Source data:
------------------------------------------------
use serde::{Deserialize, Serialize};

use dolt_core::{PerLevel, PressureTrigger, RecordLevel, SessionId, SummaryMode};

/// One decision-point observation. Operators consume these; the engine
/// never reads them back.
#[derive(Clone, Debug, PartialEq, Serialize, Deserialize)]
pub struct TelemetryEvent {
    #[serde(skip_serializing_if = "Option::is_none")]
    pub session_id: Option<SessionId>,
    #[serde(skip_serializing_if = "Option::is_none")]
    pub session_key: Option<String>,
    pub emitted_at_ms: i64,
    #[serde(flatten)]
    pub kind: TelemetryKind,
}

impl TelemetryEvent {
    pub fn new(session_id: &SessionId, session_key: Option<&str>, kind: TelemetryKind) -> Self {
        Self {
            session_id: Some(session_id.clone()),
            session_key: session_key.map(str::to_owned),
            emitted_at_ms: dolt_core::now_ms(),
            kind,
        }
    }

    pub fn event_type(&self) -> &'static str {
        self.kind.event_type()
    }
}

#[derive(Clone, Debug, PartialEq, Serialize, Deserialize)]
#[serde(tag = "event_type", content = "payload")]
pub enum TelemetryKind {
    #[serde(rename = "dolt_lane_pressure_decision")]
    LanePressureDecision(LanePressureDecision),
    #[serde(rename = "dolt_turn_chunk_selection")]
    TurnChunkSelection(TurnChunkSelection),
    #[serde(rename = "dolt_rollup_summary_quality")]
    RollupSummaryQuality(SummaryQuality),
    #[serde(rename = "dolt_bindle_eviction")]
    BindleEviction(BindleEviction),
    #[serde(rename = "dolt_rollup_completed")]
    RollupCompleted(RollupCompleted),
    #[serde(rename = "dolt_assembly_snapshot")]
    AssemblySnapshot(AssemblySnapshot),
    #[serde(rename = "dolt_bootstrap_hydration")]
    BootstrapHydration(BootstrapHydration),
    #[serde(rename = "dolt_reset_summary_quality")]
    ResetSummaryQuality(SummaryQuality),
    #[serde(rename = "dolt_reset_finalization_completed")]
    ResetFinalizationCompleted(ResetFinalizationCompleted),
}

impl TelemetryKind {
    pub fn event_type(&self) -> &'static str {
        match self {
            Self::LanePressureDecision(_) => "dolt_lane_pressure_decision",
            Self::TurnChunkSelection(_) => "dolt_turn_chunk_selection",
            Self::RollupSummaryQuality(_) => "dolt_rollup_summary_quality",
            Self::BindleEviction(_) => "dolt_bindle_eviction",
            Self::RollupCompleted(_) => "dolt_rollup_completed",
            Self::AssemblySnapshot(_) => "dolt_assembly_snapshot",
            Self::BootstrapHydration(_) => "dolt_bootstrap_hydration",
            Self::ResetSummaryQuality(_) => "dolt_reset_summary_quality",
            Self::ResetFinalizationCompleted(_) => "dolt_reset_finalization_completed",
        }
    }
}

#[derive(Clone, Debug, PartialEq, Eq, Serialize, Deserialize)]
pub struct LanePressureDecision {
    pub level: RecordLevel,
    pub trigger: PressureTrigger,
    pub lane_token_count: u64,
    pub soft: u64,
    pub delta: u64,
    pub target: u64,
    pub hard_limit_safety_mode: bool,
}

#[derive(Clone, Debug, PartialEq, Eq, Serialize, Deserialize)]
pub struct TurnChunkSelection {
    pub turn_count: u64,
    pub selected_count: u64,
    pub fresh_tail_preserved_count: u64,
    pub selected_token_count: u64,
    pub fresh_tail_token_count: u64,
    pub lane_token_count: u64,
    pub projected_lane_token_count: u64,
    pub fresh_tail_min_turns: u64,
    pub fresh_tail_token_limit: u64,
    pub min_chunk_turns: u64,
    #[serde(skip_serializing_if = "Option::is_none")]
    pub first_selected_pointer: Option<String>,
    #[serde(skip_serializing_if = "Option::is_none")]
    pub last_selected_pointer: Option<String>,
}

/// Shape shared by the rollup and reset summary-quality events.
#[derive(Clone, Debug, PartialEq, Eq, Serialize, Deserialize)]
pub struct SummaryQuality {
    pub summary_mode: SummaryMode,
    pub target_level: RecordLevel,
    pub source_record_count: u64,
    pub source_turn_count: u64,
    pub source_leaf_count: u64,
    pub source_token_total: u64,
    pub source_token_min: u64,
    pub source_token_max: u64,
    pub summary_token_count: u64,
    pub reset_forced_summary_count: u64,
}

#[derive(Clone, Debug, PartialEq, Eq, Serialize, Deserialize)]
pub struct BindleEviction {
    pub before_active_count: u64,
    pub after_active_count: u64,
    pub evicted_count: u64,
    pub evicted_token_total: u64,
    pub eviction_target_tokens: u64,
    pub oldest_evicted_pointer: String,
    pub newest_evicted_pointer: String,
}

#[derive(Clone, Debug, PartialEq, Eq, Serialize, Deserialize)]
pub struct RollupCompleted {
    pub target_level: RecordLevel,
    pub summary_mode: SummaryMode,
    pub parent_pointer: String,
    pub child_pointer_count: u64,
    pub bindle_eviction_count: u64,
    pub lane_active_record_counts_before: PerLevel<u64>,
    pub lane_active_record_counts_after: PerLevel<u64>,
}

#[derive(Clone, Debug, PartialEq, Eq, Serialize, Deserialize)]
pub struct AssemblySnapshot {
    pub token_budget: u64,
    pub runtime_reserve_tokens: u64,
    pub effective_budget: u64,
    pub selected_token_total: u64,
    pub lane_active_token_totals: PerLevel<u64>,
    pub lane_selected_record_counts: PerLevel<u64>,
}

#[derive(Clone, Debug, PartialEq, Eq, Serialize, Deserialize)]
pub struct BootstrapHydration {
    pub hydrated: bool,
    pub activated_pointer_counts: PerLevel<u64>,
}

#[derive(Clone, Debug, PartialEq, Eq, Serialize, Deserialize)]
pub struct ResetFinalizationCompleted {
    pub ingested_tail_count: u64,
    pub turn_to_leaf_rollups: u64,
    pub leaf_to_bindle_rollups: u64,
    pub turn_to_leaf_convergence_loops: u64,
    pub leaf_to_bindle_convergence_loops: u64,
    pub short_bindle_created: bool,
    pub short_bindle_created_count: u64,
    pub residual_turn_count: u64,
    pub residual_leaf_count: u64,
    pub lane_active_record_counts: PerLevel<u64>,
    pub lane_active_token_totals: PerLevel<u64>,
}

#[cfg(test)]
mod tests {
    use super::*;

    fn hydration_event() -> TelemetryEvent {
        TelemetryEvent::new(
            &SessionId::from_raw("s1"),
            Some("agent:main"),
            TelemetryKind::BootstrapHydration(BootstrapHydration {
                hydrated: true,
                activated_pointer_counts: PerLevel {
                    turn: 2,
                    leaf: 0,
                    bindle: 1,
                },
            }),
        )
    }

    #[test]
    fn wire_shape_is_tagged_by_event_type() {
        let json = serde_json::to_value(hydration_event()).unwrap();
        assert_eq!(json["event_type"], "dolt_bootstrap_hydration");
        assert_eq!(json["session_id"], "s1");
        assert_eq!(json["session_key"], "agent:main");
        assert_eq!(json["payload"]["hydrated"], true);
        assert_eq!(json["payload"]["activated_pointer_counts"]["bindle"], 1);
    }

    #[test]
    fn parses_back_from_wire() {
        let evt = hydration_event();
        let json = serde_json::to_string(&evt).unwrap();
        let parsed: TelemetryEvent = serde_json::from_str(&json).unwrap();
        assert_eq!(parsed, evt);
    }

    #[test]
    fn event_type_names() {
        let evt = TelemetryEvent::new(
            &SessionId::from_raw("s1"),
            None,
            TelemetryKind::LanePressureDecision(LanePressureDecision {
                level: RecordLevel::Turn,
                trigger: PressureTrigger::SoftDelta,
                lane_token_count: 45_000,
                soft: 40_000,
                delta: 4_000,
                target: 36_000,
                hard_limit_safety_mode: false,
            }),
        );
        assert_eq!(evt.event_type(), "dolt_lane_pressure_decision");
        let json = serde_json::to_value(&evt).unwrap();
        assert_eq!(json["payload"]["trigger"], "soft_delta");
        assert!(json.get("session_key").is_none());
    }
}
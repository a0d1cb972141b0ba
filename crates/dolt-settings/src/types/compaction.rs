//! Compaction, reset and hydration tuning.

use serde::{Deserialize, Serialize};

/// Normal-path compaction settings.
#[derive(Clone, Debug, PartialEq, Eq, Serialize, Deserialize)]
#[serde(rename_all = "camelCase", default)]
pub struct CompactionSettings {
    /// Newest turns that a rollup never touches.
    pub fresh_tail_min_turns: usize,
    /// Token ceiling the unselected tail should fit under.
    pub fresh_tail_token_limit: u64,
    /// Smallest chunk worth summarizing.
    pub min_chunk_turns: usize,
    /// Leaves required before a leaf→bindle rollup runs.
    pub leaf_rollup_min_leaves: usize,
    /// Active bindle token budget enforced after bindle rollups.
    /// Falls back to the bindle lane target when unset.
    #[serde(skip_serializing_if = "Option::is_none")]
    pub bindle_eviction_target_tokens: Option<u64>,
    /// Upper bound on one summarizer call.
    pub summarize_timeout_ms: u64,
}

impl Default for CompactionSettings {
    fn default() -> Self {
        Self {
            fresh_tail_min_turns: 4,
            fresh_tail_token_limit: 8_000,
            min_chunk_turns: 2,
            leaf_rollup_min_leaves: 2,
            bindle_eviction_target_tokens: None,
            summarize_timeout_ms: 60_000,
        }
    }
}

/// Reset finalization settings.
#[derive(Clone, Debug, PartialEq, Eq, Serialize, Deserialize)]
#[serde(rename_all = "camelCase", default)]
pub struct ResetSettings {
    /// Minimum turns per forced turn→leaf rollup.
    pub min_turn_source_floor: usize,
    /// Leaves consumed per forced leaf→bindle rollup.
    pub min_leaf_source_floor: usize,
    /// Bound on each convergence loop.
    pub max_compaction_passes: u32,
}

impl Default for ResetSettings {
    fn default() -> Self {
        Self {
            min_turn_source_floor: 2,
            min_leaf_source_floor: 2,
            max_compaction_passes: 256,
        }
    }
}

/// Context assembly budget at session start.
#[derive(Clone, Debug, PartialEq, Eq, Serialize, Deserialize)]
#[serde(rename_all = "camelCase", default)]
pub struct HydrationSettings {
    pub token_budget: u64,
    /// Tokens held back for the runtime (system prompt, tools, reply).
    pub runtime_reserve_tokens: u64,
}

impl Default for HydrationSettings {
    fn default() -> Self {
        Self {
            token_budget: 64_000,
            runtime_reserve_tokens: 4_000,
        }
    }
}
------------------------------------------------
_REQUIRED ACTION_
Please give back the records exactly as written, beginning at the first line and including the line that holds "#[serde(flatten)]" as the last.

_TASK RESPONSE_
use serde::{Deserialize, Serialize};

use dolt_core::{PerLevel, PressureTrigger, RecordLevel, SessionId, SummaryMode};

/// One decision-point observation. Operators consume these; the engine
/// never reads them back.
#[derive(Clone, Debug, PartialEq, Serialize, Deserialize)]
pub struct TelemetryEvent {
    #[serde(skip_serializing_if = "Option::is_none")]
    pub session_id: Option<SessionId>,
    #[serde(skip_serializing_if = "Option::is_none")]
    pub session_key: Option<String>,
    pub emitted_at_ms: i64,
    #[serde(flatten)]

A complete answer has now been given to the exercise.